The best days may be behind

Apple (NASDAQ: AAPL) leads the U.S. market with a 39% volume share. Until January this year, it was the biggest public company, but Exxon Mobil regained its position. The reason: Apple stock has dropped from a high of over $700 a share in September to trading around $403 now. What happened?

To start with, Apple’s results were not very encouraging. The company posted revenue of $43.6 billion and net profit of $9.5 billion in the quarter ending in March, 19% lower from the year-ago quarter. In addition, gross margin fell from 47.4% to 37.5%. Competitors are catching up while Apple lacks a new, great and innovative product.

On June 4, 2013, Apple was given a ban on some of its products after it was found that it had violated a Samsung patent by the U.S. International Trade Commission. To be honest, I do not think this particular event will have a negative effect on sales. But I do believe that this situation affects the company’s strategy, which should be focused on regaining engagement and customer fascination as well as attracting new demand.

Nonetheless, new announcements are expected. Among recent developments, we find iOS7 and iTunes Radio, but also rumors of an older iPhone trade-in program as well as a new, cheaper iPhone.

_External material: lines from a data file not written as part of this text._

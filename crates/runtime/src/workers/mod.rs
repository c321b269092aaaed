//! Worker tasks that back the runtime orchestration.
//!
//! The interaction worker offers incoming events to the hooks; the periodic
//! tasks (heartbeat, idle tracking) live in their own modules.

mod interaction;

pub use interaction::{Command, InteractionWorker};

I am not very optimistic about these initiatives as an instrument to help rebuild customer loyalty.

Growing a customer base is another important issue to tackle. I think the company will manage to gain share at the high end of the market, but the big factor remains low-end phones. The growing emerging markets require this type of product, and this is exactly where Samsung and Nokia manage to drive customers. Plus, the company runs the risk that wireless carriers could reduce or eliminate the subsidies on the iPhone, raising customers' up-front costs and make other smartphones appear better alternatives. In this context, I doubt Apple will manage to retain all of its loyal customers. 

Still unable to step up

Nokia (NYSE: NOK) was the largest vendor of cell phones for many years thanks to its low-cost structure, strong brand recognition and distribution network. However, over the past five years, the growing use of smartphones has caused it to lose market share.

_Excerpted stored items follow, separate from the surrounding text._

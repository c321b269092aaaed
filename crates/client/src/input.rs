//! Line-oriented interaction input.
//!
//! Each non-blank line is one JSON [`InteractionEvent`], for example
//! `{"actor":"goblin","amount":12}` or `{"actor":"cleric","beneficial":true}`.
//! Lines starting with `#` are comments.

use agent_runtime::InteractionEvent;
use anyhow::{Context, Result};

/// Parse one input line; `Ok(None)` for blank and comment lines.
pub fn parse_line(line: &str) -> Result<Option<InteractionEvent>> {
    let line = line.trim();
    if line.is_empty() || line.starts_with('#') {
        return Ok(None);
    }

    let event = serde_json::from_str(line)
        .with_context(|| format!("Malformed interaction: {line}"))?;
    Ok(Some(event))
}

#[cfg(test)]
mod tests {
    use super::*;

    #[test]
    fn blank_and_comment_lines_are_skipped() {
        assert!(parse_line("").unwrap().is_none());
        assert!(parse_line("   ").unwrap().is_none());
        assert!(parse_line("# warm-up").unwrap().is_none());
    }

    #[test]
    fn parses_interactions() {
        let event = parse_line(r#" {"actor":"goblin","amount":12} "#).unwrap();
        assert_eq!(event, Some(InteractionEvent::harmful("goblin", 12)));
    }

    #[test]
    fn malformed_lines_are_errors() {
        assert!(parse_line("goblin hits you").is_err());
        assert!(parse_line(r#"{"amount":3}"#).is_err());
    }
}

The reason behind this loss, and today’s burden, goes back to how the company executed its strategy. In the late 90s, Nokia spent millions on R&D and developed many of the devices and features that consumers love today. However, they were not brought to the market in order to concentrate on basic phones, where Nokia was, by far, the leader.

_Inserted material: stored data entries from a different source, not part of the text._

//! Cancellable fixed-period task driver.
//!
//! A [`PeriodicTask`] does a bounded amount of non-blocking work per tick. A
//! [`Ticker`] spawns the loop that calls it once per period and owns the
//! token that stops it.

use std::sync::Arc;
use std::time::Duration;

use async_trait::async_trait;
use tokio::task::JoinHandle;
use tokio::time::{self, Instant, MissedTickBehavior};
use tokio_util::sync::CancellationToken;
use tracing::{debug, warn};

/// Work performed once per tick.
#[async_trait]
pub trait PeriodicTask: Send + Sync + 'static {
    /// Name used in logs.
    fn name(&self) -> &'static str;

    /// Runs one tick. Must not fail; failures are handled inside.
    async fn tick(&self);
}

struct Running {
    token: CancellationToken,
    join: JoinHandle<()>,
}

/// Drives one [`PeriodicTask`] at a fixed period.
///
/// `start` and `stop` are idempotent. After `stop` returns no further tick
/// begins; a tick already in flight is allowed to finish. A stopped ticker can
/// be started again.
pub struct Ticker {
    period: Duration,
    running: Option<Running>,
}

impl Ticker {
    pub fn new(period: Duration) -> Self {
        Self {
            period,
            running: None,
        }
    }

    pub fn is_running(&self) -> bool {
        self.running
            .as_ref()
            .is_some_and(|running| !running.join.is_finished())
    }

    /// Spawns the tick loop for `task` unless one is already live.
    ///
    /// The first tick fires one period after the call. Late ticks are delayed
    /// rather than bunched up.
    pub fn start<T: PeriodicTask>(&mut self, task: Arc<T>) {
        if self.is_running() {
            debug!(task = task.name(), "ticker already running");
            return;
        }

        let token = CancellationToken::new();
        let child = token.clone();
        let period = self.period;
        let join = tokio::spawn(async move {
            let mut interval = time::interval_at(Instant::now() + period, period);
            interval.set_missed_tick_behavior(MissedTickBehavior::Delay);
            debug!(task = task.name(), period_ms = period.as_millis() as u64, "ticker started");

            loop {
                tokio::select! {
                    biased;
                    _ = child.cancelled() => break,
                    _ = interval.tick() => task.tick().await,
                }
            }

            debug!(task = task.name(), "ticker stopped");
        });

        self.running = Some(Running { token, join });
    }

    /// Cancels the loop; the next scheduled tick will not run.
    pub fn stop(&mut self) {
        if let Some(running) = self.running.take() {
            running.token.cancel();
        }
    }

    /// Stops the loop and waits for a tick in flight to finish.
    pub async fn shutdown(&mut self) {
        if let Some(running) = self.running.take() {
            running.token.cancel();
            if let Err(error) = running.join.await {
                warn!(%error, "ticker task ended abnormally");
            }
        }
    }
}

impl Drop for Ticker {
    fn drop(&mut self) {
        self.stop();
    }
}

During 2012 financial results improved and, after six quarters of losses amid falling sales, it reported profits of $585 millions. Currently, the stock is selling at about $3.8, which means a modest bounce. Investors have not been happy, but the transition to Windows Phone from Nokia’s own Symbian system caused sales of Lumia smartphone to grow. My impression is that it will be hard for Windows Phone to become a major factor to drive new customers. This new system still needs to gain popularity, and this is why Windows will pay Nokia $1 billion over a period of five years relating to marketing expenses.

Despite this positive impact on the financials of the company, liquidity remains a major concern for Nokia. Credit agencies have downgraded the company’s overall rating and, to ensure liquidity, the firm has proposed suspending its annual payment of dividends for the first time. Investors will not like this.

A growing giant

Samsung (NASDAQOTH: SSNLF) became the largest smartphone vendor worldwide thanks to strong sales of its Galaxy SII and Galaxy Note devices. In the U.S., it is the second largest, behind Apple, with 22% market share.

Samsung's latest earnings report shows that the company's profit soared by 42% to $6.5 billion in this quarter compared to the same period last year. Samsung has challenged Apple’s dominance by flooding the market with a range of new models with a variety of screen sizes and prices and by updating its versions faster than Apple ever has. However, the stock has recently been wiped following slow S4 sales. 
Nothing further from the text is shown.